RECORDS FOR THIS TASK Block Start

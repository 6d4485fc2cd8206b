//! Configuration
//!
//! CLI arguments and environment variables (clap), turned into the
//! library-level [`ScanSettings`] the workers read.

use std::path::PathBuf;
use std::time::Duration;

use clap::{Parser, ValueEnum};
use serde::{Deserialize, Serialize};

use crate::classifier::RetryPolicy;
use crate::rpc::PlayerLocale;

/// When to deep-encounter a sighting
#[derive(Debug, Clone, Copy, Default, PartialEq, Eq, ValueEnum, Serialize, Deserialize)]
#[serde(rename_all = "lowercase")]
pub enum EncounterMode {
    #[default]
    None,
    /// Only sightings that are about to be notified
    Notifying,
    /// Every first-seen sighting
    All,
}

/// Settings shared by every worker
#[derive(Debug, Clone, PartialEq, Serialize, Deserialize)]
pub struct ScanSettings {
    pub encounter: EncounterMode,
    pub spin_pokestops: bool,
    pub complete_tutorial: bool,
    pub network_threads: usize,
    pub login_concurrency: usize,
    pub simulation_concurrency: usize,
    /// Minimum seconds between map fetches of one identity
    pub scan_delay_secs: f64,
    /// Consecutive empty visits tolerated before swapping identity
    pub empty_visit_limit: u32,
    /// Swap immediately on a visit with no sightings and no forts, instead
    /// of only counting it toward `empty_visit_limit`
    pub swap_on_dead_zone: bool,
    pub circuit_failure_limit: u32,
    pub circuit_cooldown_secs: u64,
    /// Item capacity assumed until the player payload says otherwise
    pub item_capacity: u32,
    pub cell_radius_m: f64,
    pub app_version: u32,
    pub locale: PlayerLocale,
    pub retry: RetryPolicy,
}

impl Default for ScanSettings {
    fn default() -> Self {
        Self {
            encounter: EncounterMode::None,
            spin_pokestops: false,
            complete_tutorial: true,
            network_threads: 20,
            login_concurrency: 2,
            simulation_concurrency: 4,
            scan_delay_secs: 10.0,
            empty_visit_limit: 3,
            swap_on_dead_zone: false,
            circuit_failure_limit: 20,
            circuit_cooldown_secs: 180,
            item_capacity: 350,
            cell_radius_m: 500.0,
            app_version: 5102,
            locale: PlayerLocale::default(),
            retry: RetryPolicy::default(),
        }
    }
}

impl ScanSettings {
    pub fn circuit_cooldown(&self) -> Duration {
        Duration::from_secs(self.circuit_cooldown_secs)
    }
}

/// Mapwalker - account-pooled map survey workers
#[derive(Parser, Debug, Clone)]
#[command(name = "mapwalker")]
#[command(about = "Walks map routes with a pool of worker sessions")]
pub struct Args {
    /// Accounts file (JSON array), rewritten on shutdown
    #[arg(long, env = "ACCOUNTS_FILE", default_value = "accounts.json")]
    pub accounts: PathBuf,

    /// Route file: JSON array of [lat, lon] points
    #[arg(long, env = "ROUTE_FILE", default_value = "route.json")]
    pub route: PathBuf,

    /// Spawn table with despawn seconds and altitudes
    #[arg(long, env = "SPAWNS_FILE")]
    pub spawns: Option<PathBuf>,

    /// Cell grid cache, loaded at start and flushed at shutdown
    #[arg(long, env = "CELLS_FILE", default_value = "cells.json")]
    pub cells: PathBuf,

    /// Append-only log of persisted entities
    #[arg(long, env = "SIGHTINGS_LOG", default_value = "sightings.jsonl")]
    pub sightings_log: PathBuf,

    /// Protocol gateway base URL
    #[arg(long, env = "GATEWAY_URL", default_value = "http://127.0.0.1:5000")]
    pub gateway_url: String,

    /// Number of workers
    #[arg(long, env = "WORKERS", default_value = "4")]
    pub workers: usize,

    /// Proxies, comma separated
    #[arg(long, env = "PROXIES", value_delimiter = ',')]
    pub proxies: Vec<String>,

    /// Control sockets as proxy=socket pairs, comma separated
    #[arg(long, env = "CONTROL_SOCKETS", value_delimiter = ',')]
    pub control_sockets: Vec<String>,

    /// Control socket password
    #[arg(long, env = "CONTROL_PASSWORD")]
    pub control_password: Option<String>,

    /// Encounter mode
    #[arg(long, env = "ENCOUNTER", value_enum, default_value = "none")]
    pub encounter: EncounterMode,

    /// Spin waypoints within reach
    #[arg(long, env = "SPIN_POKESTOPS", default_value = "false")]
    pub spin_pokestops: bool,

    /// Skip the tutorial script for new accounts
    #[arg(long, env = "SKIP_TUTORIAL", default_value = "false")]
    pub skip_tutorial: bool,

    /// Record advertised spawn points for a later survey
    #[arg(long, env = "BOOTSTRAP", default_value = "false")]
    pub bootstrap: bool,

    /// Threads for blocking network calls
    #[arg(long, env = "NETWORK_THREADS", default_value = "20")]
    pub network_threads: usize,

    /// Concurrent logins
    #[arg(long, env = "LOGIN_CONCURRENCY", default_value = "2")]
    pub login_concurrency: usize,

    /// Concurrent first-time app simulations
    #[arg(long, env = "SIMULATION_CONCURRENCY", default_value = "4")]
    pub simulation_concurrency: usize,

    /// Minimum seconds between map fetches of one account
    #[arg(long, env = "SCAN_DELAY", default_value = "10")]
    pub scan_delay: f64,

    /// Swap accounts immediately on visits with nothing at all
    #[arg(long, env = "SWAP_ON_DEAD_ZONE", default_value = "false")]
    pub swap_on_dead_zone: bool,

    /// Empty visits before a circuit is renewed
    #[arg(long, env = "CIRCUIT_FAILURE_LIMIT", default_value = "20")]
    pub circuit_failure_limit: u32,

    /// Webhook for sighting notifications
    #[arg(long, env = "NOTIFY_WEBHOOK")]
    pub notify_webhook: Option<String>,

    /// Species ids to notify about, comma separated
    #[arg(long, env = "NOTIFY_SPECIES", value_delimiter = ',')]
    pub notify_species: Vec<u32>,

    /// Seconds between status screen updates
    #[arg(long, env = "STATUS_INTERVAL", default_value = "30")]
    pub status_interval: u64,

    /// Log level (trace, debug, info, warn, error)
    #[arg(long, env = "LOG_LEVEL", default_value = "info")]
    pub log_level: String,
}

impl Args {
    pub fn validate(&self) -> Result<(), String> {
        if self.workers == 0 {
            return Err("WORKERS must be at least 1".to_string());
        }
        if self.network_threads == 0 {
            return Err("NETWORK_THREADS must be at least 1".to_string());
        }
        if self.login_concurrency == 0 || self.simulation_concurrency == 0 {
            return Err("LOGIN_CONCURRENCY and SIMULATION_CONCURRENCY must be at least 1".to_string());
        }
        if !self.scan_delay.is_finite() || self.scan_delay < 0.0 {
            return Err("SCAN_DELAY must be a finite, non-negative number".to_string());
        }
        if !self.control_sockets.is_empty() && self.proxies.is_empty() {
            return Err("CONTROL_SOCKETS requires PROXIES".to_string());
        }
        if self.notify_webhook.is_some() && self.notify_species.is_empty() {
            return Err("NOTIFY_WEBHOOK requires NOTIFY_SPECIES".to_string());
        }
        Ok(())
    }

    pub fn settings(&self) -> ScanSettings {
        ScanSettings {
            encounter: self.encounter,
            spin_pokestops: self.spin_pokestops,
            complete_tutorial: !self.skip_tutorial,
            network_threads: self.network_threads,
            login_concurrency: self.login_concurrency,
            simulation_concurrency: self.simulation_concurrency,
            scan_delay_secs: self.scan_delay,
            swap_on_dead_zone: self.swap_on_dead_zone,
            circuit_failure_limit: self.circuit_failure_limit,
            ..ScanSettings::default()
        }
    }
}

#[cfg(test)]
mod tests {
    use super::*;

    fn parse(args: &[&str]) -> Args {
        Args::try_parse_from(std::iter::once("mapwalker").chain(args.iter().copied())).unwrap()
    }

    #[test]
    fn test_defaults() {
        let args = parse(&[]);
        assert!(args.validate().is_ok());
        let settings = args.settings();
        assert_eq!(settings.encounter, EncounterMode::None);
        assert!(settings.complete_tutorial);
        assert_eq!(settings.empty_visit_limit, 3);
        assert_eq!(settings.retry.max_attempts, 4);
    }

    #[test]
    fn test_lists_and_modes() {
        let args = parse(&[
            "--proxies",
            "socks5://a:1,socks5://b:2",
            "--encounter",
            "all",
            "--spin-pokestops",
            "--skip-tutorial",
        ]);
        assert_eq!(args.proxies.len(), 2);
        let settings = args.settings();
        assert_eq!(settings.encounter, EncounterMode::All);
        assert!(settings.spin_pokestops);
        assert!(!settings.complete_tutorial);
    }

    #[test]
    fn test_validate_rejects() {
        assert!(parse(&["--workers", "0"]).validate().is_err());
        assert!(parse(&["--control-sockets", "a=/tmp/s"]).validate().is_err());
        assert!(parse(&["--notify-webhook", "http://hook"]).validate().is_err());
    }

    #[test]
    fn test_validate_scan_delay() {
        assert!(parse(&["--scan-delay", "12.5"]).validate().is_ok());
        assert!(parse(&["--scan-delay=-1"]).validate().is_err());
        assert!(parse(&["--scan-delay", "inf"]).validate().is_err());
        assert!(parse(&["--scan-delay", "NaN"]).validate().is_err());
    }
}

RECORDS FOR THIS TASK Block End

WHAT THE TASK REQUIRES: Identify the lines of the entries containing the string "struct". Copy each such line.

RESULT FOR THIS EXERCISE:
pub struct ScanSettings {
pub struct Args {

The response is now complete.